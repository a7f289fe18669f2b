/// analytics/vwap.rs — Volume-weighted average price with deviation bands
///
/// ─────────────────────────────────────────────────────────────────────────
/// MATHEMATICAL SPECIFICATION
/// ─────────────────────────────────────────────────────────────────────────
///
/// SESSION MODE (window = 0): cumulative sums over the whole stream
///   VWAP = ΣPV / ΣV
///   volume-weighted variance = ΣP²V/ΣV − VWAP²
///   bands = VWAP ± mult·√var
///
/// ROLLING MODE (window = N): same sums over the last N ticks only.
///
/// DEVIATION ZONES (deviation% = (P − VWAP)/VWAP·100)
///   > 2 STRONG_ABOVE, > 0.5 ABOVE, [−0.5, 0.5] NEUTRAL,
///   < −0.5 BELOW, < −2 STRONG_BELOW
///
/// MEAN-REVERSION FLAG
///   Over a recent buffer of |P − VWAP| samples (5 or more):
///   reverting when the newest deviation < 0.8 × the oldest.
/// ─────────────────────────────────────────────────────────────────────────
use std::collections::VecDeque;

use serde::Serialize;

/// Absolute-deviation samples retained for the mean-reversion flag.
const DEVIATION_BUFFER_CAP: usize = 20;
const DEVIATION_BUFFER_MIN: usize = 5;

#[derive(Debug, Clone, Copy, PartialEq, Eq, Serialize)]
pub enum VwapZone {
    StrongAbove,
    Above,
    Neutral,
    Below,
    StrongBelow,
}

impl VwapZone {
    pub fn label(&self) -> &'static str {
        match self {
            VwapZone::StrongAbove => "STRONG_ABOVE",
            VwapZone::Above => "ABOVE",
            VwapZone::Neutral => "NEUTRAL",
            VwapZone::Below => "BELOW",
            VwapZone::StrongBelow => "STRONG_BELOW",
        }
    }
}

#[derive(Debug, Clone, Copy, Serialize)]
pub struct VwapMetrics {
    pub vwap: f64,
    pub upper_band: f64,
    pub lower_band: f64,
    pub deviation_pct: f64,
    pub zone: VwapZone,
    pub mean_reverting: bool,
}

/// Session or rolling VWAP, selected at construction.
#[derive(Debug)]
pub struct VwapCalculator {
    /// 0 = session-cumulative, N > 0 = rolling over the last N ticks
    rolling_window: usize,
    band_mult: f64,

    sum_pv: f64,
    sum_v: f64,
    sum_p2v: f64,
    ticks: VecDeque<(f64, f64)>,

    cumulative_volume: f64,
    deviations: VecDeque<f64>,
}

impl VwapCalculator {
    pub fn new(rolling_window: usize, band_mult: f64) -> Self {
        Self {
            rolling_window,
            band_mult,
            sum_pv: 0.0,
            sum_v: 0.0,
            sum_p2v: 0.0,
            ticks: VecDeque::with_capacity(rolling_window),
            cumulative_volume: 0.0,
            deviations: VecDeque::with_capacity(DEVIATION_BUFFER_CAP),
        }
    }

    pub fn on_tick(&mut self, price: f64, volume: f64) -> VwapMetrics {
        self.cumulative_volume += volume;
        if self.rolling_window == 0 {
            self.sum_pv += price * volume;
            self.sum_v += volume;
            self.sum_p2v += price * price * volume;
        } else {
            self.ticks.push_back((price, volume));
            if self.ticks.len() > self.rolling_window {
                self.ticks.pop_front();
            }
        }

        let (vwap, variance) = self.vwap_and_variance();
        let sd = variance.max(0.0).sqrt();

        let deviation_pct = if vwap > 1e-12 {
            (price - vwap) / vwap * 100.0
        } else {
            0.0
        };

        self.deviations.push_back((price - vwap).abs());
        if self.deviations.len() > DEVIATION_BUFFER_CAP {
            self.deviations.pop_front();
        }
        let mean_reverting = self.deviations.len() >= DEVIATION_BUFFER_MIN
            && match (self.deviations.back(), self.deviations.front()) {
                (Some(&last), Some(&first)) => last < 0.8 * first,
                _ => false,
            };

        VwapMetrics {
            vwap,
            upper_band: vwap + self.band_mult * sd,
            lower_band: vwap - self.band_mult * sd,
            deviation_pct,
            zone: zone_for(deviation_pct),
            mean_reverting,
        }
    }

    fn vwap_and_variance(&self) -> (f64, f64) {
        let (pv, v, p2v) = if self.rolling_window == 0 {
            (self.sum_pv, self.sum_v, self.sum_p2v)
        } else {
            let mut pv = 0.0;
            let mut v = 0.0;
            let mut p2v = 0.0;
            for &(p, vol) in &self.ticks {
                pv += p * vol;
                v += vol;
                p2v += p * p * vol;
            }
            (pv, v, p2v)
        };
        if v < 1e-12 {
            return (0.0, 0.0);
        }
        let vwap = pv / v;
        (vwap, p2v / v - vwap * vwap)
    }

    /// Total volume ever fed, across both modes.
    pub fn cumulative_volume(&self) -> f64 {
        self.cumulative_volume
    }

    pub fn reset(&mut self) {
        let window = self.rolling_window;
        let mult = self.band_mult;
        *self = Self::new(window, mult);
    }
}

fn zone_for(deviation_pct: f64) -> VwapZone {
    if deviation_pct > 2.0 {
        VwapZone::StrongAbove
    } else if deviation_pct > 0.5 {
        VwapZone::Above
    } else if deviation_pct >= -0.5 {
        VwapZone::Neutral
    } else if deviation_pct >= -2.0 {
        VwapZone::Below
    } else {
        VwapZone::StrongBelow
    }
}

#[cfg(test)]
mod tests {
    use super::*;

    #[test]
    fn session_vwap_weights_by_volume() {
        let mut calc = VwapCalculator::new(0, 2.0);
        calc.on_tick(100.0, 1.0);
        let m = calc.on_tick(110.0, 3.0);
        // (100·1 + 110·3)/4 = 107.5
        assert!((m.vwap - 107.5).abs() < 1e-12);
        assert!(m.upper_band >= m.vwap && m.lower_band <= m.vwap);
    }

    #[test]
    fn rolling_vwap_forgets_old_ticks() {
        let mut calc = VwapCalculator::new(2, 2.0);
        calc.on_tick(100.0, 1.0);
        calc.on_tick(200.0, 1.0);
        let m = calc.on_tick(200.0, 1.0);
        // Window holds the two 200s only.
        assert!((m.vwap - 200.0).abs() < 1e-12);
    }

    #[test]
    fn volume_is_conserved() {
        let mut calc = VwapCalculator::new(3, 2.0);
        let volumes = [1.0, 2.5, 0.0, 4.0, 3.25];
        for (i, &v) in volumes.iter().enumerate() {
            calc.on_tick(100.0 + i as f64, v);
        }
        let total: f64 = volumes.iter().sum();
        assert!((calc.cumulative_volume() - total).abs() < 1e-12);
    }

    #[test]
    fn deviation_zones() {
        assert_eq!(zone_for(3.0), VwapZone::StrongAbove);
        assert_eq!(zone_for(1.0), VwapZone::Above);
        assert_eq!(zone_for(0.5), VwapZone::Neutral);
        assert_eq!(zone_for(0.0), VwapZone::Neutral);
        assert_eq!(zone_for(-0.5), VwapZone::Neutral);
        assert_eq!(zone_for(-1.0), VwapZone::Below);
        assert_eq!(zone_for(-2.0), VwapZone::Below);
        assert_eq!(zone_for(-2.5), VwapZone::StrongBelow);
    }

    #[test]
    fn zero_volume_stream_degrades_to_neutral() {
        let mut calc = VwapCalculator::new(0, 2.0);
        let m = calc.on_tick(100.0, 0.0);
        assert_eq!(m.vwap, 0.0);
        assert_eq!(m.deviation_pct, 0.0);
        assert_eq!(m.zone, VwapZone::Neutral);
    }

    #[test]
    fn mean_reversion_flag_on_converging_prices() {
        let mut calc = VwapCalculator::new(0, 2.0);
        // Anchor VWAP near 100, then decay the displacement geometrically.
        // Enough ticks to roll the zero-deviation anchor out of the buffer.
        calc.on_tick(100.0, 100.0);
        let mut m = calc.on_tick(112.0, 0.1);
        for i in 0..24 {
            let p = 100.0 + 12.0 * 0.9f64.powi(i);
            m = calc.on_tick(p, 0.1);
        }
        assert!(m.mean_reverting);
    }

    #[test]
    fn variance_never_negative_under_float_noise() {
        let mut calc = VwapCalculator::new(0, 2.0);
        let mut m = calc.on_tick(1e9, 1.0);
        for _ in 0..100 {
            m = calc.on_tick(1e9 + 0.5, 1.0);
        }
        assert!(m.upper_band >= m.lower_band);
    }
}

§ Problem requirements
Please copy only the lines between the first line of the entries and the line with "(P − VWAP)/VWAP·100)", keeping those two end lines as well, exactly as written.

§ Solution to the exercise
repository a7f289fe18669f2b
/// analytics/vwap.rs — Volume-weighted average price with deviation bands
///
/// ─────────────────────────────────────────────────────────────────────────
/// MATHEMATICAL SPECIFICATION
/// ─────────────────────────────────────────────────────────────────────────
///
/// SESSION MODE (window = 0): cumulative sums over the whole stream
///   VWAP = ΣPV / ΣV
///   volume-weighted variance = ΣP²V/ΣV − VWAP²
///   bands = VWAP ± mult·√var
///
/// ROLLING MODE (window = N): same sums over the last N ticks only.
///
/// DEVIATION ZONES (deviation% = (P − VWAP)/VWAP·100)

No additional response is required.